『カンカラ鳴らして、政治を「演歌」する』
書籍情報:JPO出版情報登録センター
※書籍情報の無断転載を禁じます
1978年生まれの著者がカンカラ三線に惹かれたワケ
[レビュアー] 立川談四楼(落語家)
タイトルのカンカラとは何か? 沖縄に三線という三味線に似た楽器がありますが、その胴の部分が大ぶりの缶詰の空き缶でできているもので、カンカラ三線と呼ばれています。
演歌は我らが知る小節を回す演歌ではなく、明治の中期に声だけで歌われた『演説歌』のことで、その先達として添田唖蝉坊の名が知られています。知る人ぞ知るですが。
著者はタイトルそのままに「カンカラ鳴らして、政治を『演歌』する」わけですが、政治に正面から毒を吐くのではなく、風刺するところにその特長があります。当時の歌詞そのままもあり、著者の作詞、つまり替歌もありという形でです。
演歌とカンカラ三線の取り合わせが面白く、しかもそれを1978年生まれの若さでというのが評価され、芸能界の目利きである小沢昭一、永六輔といった人たちに見出されました。談志も「岡ってないいな、見込みがある」と言いました。因みに大介はタイスケと濁りません。これを機にお見知りおきを。
著者はサッカー少年でした。夢破れ、今度はフォークシンガーとしてメジャーデビューを目指します。また挫折し、ついに「演歌」に辿り着くわけですが、プロセスに頷くことが多く、必然的にそこへ導かれたように感じます。
カンカラ三線を背負い、著者は全国各地に出かけます。「何それ、楽器?」。その一言があれば、たちどころに演歌が始まります。ビールケースを引っ繰り返せば、そこが舞台になるのですから。

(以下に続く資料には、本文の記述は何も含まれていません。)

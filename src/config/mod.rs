//! Strategy configuration
//!
//! - `macros`: the `config_struct!` macro used to declare sections
//! - `schemas`: every section with its defaults
//! - `utils`: path resolution, loading and validation

pub mod macros;
pub mod schemas;
pub mod utils;

pub use schemas::*;
pub use utils::{load_config_from_path, parse_config, resolve_config_path, CONFIG_ENV_VAR};
/// Correction coefficients applied to an asset's base score
///
/// One function per coefficient. Functions that take market numbers fail on
/// non-finite input so the adjuster can record the fallback.
use crate::config::{LadderDirection, ScoringConfig, ThresholdLadder};
use crate::errors::{ensure_finite, ComputationError};
use crate::types::{ModeTier, RegimeLabel};

const STAGE: &str = "scoring";

pub fn context_coeff(label: RegimeLabel, config: &ScoringConfig) -> f64 {
    config.context_coeffs.for_label(label)
}

/// Band lookup on the mean of confidence scores in [0, 1]; 1.0 without data
pub fn ai_coeff(confidences: &[f64], config: &ScoringConfig) -> Result<f64, ComputationError> {
    if confidences.is_empty() {
        return Ok(1.0);
    }
    for value in confidences {
        ensure_finite(STAGE, "confidence", *value)?;
    }
    let mean = confidences.iter().sum::<f64>() / confidences.len() as f64;
    let coeff = config
        .ai_bands
        .iter()
        .find(|band| mean >= band.min)
        .map_or(1.0, |band| band.coeff);
    Ok(coeff.clamp(config.ai_coeff_min, config.ai_coeff_max))
}

/// First matching ladder step, or 1.0
pub fn ladder_coeff(ladder: &ThresholdLadder, value: f64) -> f64 {
    ladder
        .steps
        .iter()
        .find(|step| match ladder.direction {
            LadderDirection::Above => value >= step.bound,
            LadderDirection::Below => value < step.bound,
        })
        .map_or(1.0, |step| step.coeff)
}

/// Product of the APR, liquidity and volatility ladders, clamped
pub fn risk_coeff(
    apr: f64,
    tvl_usd: f64,
    volatility: Option<f64>,
    config: &ScoringConfig,
) -> Result<f64, ComputationError> {
    let apr = ensure_finite(STAGE, "apr", apr)?;
    let tvl = ensure_finite(STAGE, "tvl_usd", tvl_usd)?;
    let mut product = ladder_coeff(&config.apr_ladder, apr.abs()) * ladder_coeff(&config.liquidity_ladder, tvl);
    if let Some(vol) = volatility {
        product *= ladder_coeff(&config.volatility_ladder, ensure_finite(STAGE, "volatility", vol)?);
    }
    Ok(product.clamp(config.risk_coeff_min, config.risk_coeff_max))
}

/// Mean of the tier override multipliers; 1.0 when the tier has none
pub fn mode_coeff(tier: ModeTier, config: &ScoringConfig) -> f64 {
    match config.mode_overrides.for_tier(tier) {
        Some(o) => (o.risk_mult + o.apr_mult + o.tvl_mult) / 3.0,
        None => 1.0,
    }
}

/// `1 / (1 + k * slippage / ref)`, clamped to [min, 1]; 1.0 without data
pub fn slippage_penalty(slippage: Option<f64>, config: &ScoringConfig) -> Result<f64, ComputationError> {
    let Some(slippage) = slippage else {
        return Ok(1.0);
    };
    let slippage = ensure_finite(STAGE, "slippage", slippage)?.max(0.0);
    let reference = if config.slippage_ref_pct > 0.0 {
        config.slippage_ref_pct
    } else {
        1.0
    };
    let penalty = 1.0 / (1.0 + config.slippage_k * slippage / reference);
    Ok(penalty.clamp(config.slippage_penalty_min, 1.0))
}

酒席で政治風刺をやるとからまれることがあります。「おまえは右翼か左翼か」と。この時の著者の答えがいいんです。「はい、無翼です」。実はこれ、唖蝉坊の息子知道の著書の中にあるセリフとのことですが、実にいい返しです。相手の出鼻をくじくユーモアがあるからです。ハッキリしろなどと言うと、野暮ということになりますから。